# Task to carry out
Go through the records and filter out every line lacking the word "shared"; copy the lines that remain.

# Provided entries
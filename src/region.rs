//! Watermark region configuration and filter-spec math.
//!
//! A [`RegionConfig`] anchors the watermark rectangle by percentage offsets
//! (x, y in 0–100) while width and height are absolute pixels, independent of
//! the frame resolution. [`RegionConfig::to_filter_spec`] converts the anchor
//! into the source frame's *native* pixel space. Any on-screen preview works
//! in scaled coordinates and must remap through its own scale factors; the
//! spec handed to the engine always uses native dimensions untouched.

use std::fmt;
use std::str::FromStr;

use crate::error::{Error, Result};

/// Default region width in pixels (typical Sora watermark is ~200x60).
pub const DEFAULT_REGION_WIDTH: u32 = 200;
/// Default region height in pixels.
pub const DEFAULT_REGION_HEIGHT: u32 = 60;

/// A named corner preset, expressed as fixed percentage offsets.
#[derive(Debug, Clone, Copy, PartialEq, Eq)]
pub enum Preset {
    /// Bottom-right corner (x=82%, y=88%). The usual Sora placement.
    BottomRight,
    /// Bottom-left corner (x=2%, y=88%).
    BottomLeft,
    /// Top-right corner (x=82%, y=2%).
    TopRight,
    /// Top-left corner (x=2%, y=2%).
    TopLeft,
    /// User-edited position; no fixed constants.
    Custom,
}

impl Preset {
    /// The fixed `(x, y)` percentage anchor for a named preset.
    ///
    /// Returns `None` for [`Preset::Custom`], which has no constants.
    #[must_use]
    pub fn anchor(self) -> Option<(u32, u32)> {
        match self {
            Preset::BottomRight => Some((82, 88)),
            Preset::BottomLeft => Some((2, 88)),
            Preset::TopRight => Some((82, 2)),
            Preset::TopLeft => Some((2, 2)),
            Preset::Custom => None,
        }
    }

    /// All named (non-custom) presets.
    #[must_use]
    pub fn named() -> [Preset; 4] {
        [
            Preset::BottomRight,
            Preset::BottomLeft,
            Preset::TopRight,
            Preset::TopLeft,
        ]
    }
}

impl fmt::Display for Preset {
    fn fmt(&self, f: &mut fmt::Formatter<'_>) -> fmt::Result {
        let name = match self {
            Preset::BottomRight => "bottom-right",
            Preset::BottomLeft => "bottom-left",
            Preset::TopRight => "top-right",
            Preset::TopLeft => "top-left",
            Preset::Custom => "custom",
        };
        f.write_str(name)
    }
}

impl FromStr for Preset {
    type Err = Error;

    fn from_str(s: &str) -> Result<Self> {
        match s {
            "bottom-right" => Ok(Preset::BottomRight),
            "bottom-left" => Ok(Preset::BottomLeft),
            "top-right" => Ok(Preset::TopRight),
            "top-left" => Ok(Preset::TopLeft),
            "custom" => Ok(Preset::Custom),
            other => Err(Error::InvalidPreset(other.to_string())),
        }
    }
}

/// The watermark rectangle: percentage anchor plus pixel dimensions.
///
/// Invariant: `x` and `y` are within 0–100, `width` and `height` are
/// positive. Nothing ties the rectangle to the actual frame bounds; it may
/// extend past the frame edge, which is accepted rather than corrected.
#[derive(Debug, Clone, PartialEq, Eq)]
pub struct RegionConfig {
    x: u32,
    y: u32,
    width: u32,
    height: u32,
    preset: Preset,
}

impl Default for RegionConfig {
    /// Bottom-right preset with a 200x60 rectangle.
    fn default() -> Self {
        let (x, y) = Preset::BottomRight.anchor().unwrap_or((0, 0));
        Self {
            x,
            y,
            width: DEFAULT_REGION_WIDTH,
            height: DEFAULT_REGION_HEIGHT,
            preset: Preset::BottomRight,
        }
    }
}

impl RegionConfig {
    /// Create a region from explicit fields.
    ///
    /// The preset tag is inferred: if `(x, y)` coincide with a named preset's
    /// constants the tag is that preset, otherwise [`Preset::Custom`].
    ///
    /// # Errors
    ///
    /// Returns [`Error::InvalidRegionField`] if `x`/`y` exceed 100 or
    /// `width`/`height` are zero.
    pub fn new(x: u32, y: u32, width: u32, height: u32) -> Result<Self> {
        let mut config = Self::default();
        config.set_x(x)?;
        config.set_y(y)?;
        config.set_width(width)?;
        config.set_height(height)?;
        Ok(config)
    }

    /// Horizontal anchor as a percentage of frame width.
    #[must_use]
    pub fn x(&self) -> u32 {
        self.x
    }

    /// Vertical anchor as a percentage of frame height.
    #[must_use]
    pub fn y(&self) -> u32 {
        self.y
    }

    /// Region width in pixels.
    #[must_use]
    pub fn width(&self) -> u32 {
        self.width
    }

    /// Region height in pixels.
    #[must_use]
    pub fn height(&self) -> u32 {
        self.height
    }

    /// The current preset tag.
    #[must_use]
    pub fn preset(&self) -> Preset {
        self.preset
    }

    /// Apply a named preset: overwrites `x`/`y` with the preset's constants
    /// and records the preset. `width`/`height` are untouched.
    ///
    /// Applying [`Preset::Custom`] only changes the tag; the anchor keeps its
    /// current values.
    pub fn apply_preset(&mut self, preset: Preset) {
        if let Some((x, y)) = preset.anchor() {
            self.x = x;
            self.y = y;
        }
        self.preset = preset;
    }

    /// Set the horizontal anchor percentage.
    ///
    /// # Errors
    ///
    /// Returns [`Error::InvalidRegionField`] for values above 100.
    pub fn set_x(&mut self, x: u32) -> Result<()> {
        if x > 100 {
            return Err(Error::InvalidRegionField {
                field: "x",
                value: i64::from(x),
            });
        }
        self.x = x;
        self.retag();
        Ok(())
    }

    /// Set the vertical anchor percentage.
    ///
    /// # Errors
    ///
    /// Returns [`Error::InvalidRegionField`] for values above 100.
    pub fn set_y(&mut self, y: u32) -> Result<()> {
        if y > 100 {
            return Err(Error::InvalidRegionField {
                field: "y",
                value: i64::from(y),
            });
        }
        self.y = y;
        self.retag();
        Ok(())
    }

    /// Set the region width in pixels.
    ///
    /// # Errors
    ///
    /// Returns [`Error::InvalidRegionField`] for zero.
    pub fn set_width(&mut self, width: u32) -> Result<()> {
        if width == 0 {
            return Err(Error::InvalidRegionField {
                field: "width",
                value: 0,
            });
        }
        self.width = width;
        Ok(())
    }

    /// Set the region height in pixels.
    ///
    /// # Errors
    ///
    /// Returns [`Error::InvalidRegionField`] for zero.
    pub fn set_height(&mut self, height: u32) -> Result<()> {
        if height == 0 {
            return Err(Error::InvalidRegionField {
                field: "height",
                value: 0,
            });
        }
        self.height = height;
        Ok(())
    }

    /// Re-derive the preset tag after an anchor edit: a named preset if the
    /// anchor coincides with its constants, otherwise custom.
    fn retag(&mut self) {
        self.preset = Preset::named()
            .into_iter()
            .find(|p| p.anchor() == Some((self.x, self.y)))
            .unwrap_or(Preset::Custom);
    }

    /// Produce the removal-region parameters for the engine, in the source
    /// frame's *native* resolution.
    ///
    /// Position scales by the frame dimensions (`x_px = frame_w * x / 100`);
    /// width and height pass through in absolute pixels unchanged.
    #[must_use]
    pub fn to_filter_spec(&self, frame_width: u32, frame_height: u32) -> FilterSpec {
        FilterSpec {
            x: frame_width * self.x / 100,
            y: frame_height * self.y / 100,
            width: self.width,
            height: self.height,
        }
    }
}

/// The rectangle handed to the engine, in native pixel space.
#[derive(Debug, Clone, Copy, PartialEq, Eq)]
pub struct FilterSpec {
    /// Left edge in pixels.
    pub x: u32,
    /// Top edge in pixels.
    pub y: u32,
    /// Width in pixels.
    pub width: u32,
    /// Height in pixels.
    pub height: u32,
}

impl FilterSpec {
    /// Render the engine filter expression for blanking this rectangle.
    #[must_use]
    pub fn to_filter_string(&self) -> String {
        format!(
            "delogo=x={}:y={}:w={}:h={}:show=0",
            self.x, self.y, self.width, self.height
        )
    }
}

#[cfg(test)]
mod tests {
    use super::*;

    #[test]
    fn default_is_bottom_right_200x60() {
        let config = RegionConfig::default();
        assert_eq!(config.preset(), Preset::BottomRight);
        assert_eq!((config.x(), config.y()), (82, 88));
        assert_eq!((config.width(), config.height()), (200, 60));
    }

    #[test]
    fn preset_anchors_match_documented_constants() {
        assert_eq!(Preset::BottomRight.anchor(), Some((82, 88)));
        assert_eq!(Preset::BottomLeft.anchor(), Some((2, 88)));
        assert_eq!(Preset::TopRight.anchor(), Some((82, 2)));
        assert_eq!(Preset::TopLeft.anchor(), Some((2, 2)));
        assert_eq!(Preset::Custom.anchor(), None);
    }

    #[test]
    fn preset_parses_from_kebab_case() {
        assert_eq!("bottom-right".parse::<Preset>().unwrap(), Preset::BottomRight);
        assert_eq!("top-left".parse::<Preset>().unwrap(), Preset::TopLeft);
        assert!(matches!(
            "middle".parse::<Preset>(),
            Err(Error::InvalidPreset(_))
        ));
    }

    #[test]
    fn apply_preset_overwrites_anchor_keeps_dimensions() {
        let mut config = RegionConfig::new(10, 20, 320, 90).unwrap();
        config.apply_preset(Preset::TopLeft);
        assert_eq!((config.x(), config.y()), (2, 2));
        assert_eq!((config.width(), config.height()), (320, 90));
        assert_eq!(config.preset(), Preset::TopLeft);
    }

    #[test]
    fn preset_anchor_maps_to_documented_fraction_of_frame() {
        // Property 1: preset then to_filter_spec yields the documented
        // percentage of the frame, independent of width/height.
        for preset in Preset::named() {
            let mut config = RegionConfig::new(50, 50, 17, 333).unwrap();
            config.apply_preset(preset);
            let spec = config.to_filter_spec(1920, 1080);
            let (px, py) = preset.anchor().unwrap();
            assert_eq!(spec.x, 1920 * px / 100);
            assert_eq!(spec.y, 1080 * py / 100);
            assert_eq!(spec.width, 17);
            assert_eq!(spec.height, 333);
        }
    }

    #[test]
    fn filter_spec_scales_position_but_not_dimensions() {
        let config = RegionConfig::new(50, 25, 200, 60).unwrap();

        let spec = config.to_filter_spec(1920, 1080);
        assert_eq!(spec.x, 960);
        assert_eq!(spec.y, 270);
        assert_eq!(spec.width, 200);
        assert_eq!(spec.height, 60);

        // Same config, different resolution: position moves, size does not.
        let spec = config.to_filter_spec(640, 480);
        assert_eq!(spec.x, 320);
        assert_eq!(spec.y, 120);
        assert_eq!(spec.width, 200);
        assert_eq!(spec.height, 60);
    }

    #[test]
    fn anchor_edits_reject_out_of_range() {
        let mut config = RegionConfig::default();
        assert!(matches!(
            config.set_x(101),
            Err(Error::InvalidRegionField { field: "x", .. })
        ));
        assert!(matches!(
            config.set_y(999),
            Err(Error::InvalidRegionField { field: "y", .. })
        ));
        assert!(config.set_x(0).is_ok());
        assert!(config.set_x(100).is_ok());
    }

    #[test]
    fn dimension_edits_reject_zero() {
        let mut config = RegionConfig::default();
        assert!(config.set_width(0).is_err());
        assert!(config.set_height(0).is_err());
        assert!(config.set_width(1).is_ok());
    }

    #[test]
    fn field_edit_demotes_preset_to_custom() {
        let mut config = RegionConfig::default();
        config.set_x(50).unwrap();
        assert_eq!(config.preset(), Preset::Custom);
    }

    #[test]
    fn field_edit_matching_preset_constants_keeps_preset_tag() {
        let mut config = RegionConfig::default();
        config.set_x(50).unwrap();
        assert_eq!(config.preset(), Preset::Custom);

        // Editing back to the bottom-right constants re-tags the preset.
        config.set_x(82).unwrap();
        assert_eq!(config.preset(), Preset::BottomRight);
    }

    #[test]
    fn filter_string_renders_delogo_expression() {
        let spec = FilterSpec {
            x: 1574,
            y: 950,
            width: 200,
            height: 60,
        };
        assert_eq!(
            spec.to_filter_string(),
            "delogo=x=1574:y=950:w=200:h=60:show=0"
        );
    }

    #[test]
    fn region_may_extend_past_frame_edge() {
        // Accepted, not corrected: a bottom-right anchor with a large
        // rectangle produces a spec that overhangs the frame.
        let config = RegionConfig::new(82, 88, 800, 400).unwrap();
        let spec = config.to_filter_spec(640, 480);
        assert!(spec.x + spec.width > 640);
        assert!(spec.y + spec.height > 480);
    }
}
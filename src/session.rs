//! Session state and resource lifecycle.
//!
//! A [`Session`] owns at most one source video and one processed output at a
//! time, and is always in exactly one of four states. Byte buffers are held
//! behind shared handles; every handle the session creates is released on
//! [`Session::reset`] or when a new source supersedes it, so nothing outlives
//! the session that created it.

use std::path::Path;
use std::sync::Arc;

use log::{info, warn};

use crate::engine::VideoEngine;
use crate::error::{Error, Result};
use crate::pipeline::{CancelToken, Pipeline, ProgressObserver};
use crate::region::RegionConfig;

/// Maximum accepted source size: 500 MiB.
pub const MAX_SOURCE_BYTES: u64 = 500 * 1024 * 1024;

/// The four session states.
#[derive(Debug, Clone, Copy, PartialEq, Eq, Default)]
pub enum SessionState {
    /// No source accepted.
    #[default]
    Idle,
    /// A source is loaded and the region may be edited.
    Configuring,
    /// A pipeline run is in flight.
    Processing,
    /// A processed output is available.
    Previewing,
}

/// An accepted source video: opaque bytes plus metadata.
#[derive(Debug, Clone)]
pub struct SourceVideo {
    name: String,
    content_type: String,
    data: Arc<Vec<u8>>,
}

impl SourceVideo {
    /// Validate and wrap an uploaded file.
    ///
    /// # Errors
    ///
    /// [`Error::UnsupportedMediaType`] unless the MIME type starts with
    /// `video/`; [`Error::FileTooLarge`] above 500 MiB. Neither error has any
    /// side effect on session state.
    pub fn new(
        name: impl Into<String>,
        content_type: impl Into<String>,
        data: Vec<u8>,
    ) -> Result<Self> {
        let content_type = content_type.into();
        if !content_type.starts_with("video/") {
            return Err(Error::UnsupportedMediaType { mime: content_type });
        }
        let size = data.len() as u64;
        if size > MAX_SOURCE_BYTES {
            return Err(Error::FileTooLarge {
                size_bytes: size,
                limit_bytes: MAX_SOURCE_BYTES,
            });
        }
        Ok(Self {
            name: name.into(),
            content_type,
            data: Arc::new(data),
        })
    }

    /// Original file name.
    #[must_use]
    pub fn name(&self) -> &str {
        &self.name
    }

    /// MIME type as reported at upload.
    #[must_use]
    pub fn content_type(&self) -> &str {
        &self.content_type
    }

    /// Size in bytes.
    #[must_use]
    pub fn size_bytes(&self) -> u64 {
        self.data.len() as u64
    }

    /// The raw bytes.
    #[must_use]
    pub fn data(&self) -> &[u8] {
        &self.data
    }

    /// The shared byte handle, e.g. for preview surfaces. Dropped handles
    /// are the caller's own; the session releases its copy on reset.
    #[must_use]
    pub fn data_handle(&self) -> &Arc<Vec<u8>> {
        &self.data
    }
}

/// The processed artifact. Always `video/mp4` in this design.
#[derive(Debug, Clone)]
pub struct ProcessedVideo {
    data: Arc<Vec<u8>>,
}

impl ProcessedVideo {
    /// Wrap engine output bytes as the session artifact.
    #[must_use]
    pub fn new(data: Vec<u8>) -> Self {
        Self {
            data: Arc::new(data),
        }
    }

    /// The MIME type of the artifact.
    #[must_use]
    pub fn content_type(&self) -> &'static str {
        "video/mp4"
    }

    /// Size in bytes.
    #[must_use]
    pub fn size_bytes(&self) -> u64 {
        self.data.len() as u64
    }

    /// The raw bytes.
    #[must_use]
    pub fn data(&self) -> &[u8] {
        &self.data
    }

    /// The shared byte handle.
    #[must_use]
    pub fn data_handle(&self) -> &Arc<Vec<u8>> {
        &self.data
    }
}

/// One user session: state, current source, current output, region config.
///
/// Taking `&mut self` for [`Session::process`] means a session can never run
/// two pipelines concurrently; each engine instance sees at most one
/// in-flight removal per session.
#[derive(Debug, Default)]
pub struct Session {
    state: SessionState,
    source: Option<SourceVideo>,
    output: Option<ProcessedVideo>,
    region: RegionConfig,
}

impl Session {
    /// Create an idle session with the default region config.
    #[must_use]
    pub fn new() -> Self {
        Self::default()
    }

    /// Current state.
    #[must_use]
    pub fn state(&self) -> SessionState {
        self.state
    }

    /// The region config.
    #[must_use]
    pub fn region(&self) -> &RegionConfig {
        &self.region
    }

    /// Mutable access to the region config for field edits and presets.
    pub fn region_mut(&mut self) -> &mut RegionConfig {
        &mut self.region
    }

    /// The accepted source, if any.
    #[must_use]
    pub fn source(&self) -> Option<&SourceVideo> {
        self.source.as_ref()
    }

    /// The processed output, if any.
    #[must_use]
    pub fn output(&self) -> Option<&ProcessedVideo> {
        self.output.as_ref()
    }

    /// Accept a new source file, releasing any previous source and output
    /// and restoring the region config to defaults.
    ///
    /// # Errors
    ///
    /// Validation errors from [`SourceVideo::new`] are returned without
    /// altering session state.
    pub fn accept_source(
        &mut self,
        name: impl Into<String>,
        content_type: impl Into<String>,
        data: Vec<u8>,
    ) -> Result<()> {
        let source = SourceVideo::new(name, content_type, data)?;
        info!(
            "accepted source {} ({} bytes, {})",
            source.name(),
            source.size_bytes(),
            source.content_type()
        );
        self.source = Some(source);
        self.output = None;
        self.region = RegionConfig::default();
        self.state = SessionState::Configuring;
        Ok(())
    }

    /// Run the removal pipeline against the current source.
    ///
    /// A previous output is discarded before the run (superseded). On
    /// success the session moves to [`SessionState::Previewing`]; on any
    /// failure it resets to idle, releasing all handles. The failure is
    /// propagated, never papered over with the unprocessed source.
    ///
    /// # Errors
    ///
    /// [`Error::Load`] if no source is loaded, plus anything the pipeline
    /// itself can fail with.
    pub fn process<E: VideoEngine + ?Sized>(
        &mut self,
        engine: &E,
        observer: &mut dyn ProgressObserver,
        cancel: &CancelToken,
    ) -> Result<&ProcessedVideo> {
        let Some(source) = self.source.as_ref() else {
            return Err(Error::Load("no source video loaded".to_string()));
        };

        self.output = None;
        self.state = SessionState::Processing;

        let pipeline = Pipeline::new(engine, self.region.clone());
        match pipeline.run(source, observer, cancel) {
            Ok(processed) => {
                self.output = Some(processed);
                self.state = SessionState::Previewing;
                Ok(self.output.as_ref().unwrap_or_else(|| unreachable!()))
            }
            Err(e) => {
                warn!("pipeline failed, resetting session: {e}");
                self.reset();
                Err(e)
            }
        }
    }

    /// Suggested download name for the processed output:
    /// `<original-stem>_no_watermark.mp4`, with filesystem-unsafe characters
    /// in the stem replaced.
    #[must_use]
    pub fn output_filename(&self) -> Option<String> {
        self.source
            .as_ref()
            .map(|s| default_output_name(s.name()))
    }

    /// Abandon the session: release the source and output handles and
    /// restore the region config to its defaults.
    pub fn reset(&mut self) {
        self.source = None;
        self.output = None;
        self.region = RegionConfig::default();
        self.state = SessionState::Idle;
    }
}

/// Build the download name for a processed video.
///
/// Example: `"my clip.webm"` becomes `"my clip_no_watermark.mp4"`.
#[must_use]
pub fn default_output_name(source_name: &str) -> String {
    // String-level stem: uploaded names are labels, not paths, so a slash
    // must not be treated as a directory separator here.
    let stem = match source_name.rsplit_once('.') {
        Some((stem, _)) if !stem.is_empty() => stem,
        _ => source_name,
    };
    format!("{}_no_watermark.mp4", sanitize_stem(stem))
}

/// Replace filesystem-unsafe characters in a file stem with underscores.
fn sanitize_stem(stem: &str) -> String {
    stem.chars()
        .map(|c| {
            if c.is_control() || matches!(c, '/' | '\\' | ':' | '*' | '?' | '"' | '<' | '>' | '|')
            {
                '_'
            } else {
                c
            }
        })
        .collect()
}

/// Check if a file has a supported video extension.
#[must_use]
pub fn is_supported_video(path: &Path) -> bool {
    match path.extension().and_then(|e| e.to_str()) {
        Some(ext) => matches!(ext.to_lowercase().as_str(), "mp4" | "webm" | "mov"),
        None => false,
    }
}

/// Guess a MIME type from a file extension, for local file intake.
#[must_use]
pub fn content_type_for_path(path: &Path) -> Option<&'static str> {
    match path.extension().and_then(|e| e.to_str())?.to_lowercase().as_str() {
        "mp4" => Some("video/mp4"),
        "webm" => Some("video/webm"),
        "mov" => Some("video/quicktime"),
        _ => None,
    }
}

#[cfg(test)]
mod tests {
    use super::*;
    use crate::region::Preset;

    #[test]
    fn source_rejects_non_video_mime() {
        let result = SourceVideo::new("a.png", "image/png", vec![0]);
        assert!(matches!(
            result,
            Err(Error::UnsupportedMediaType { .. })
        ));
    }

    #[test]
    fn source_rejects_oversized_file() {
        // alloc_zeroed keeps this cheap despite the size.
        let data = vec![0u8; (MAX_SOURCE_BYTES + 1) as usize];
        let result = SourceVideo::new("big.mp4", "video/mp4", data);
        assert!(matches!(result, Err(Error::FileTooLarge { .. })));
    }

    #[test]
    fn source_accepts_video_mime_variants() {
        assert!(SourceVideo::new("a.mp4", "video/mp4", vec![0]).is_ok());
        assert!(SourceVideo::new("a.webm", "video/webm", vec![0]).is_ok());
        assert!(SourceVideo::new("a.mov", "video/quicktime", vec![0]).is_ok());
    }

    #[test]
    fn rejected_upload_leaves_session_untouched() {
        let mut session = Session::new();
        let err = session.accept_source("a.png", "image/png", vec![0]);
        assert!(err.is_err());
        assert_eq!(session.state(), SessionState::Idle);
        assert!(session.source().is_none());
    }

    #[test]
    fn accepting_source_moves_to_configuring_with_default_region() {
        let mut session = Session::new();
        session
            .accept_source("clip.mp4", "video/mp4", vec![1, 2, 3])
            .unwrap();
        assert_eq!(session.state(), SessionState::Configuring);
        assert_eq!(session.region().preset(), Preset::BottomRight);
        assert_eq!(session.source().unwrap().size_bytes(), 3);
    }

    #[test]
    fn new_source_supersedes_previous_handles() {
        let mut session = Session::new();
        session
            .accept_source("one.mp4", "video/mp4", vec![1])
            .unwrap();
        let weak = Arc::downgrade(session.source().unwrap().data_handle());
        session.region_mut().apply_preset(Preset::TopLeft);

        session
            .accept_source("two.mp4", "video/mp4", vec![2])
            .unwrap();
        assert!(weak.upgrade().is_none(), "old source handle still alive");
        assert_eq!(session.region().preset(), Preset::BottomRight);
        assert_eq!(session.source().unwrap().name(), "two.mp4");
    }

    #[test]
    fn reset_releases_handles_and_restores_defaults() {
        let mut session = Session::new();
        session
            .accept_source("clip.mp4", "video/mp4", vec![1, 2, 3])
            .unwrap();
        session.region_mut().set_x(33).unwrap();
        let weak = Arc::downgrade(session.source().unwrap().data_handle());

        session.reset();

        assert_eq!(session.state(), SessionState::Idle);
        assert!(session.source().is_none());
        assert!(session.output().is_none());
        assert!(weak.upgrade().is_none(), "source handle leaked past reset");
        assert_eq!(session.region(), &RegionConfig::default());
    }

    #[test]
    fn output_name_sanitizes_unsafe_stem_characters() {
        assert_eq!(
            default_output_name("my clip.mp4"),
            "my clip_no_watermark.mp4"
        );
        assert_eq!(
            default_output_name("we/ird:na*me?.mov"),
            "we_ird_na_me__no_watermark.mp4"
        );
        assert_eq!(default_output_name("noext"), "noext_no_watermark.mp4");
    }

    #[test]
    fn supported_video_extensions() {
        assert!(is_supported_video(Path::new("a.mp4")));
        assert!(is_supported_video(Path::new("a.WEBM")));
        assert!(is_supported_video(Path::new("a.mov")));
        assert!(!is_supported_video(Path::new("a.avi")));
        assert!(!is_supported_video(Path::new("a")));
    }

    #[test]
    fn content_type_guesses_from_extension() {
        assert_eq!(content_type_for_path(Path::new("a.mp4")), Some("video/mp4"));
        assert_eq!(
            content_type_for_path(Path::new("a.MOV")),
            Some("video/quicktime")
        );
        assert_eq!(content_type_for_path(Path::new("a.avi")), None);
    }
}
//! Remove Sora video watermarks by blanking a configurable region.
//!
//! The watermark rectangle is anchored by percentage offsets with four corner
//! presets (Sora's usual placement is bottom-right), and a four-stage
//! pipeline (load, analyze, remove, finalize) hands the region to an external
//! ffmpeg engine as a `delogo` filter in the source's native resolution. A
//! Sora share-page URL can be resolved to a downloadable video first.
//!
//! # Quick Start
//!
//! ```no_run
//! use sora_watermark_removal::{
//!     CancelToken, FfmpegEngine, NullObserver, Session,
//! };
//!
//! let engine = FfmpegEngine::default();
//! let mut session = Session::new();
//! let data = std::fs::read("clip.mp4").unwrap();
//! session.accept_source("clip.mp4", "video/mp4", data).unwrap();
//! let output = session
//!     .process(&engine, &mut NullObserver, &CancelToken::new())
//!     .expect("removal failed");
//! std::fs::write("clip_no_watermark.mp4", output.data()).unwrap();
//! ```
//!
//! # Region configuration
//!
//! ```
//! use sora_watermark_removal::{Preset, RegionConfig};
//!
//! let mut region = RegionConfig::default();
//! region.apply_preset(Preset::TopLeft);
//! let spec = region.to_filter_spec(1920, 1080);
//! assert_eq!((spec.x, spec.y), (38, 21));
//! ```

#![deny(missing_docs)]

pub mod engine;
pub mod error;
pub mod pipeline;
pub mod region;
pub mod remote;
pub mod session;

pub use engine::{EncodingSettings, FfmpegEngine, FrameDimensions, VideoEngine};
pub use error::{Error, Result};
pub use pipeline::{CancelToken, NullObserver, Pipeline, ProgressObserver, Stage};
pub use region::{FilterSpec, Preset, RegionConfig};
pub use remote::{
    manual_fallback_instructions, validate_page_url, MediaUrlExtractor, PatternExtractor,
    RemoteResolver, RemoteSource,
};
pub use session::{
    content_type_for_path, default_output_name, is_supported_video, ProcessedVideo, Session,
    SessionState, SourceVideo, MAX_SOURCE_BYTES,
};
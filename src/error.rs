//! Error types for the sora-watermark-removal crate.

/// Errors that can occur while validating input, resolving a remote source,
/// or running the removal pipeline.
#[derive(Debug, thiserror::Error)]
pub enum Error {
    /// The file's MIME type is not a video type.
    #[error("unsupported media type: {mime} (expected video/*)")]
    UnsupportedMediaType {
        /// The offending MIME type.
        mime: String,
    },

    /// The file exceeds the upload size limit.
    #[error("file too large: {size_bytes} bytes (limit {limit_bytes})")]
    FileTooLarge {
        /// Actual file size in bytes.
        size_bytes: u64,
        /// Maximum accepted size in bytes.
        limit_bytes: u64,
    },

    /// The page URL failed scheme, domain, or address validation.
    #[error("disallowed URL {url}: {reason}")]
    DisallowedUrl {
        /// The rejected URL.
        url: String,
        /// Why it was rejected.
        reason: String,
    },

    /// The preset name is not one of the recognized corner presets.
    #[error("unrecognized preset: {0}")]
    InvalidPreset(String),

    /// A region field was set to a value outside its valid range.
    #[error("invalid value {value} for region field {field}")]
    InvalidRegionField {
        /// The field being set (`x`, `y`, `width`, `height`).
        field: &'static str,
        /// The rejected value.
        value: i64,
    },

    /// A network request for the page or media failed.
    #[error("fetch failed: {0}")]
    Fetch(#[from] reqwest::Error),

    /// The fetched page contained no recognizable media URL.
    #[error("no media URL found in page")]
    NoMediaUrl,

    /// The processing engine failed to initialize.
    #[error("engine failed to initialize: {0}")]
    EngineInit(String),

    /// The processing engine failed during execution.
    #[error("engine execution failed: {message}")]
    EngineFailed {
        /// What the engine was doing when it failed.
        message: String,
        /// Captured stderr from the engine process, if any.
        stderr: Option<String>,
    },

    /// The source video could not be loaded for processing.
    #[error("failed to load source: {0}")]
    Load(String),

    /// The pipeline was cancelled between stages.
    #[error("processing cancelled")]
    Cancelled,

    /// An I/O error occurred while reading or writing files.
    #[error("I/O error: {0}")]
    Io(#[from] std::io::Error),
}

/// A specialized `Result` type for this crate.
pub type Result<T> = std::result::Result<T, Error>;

# Solution
//! behind shared handles; every handle the session creates is released on
    /// The shared byte handle, e.g. for preview surfaces. Dropped handles
    /// The shared byte handle.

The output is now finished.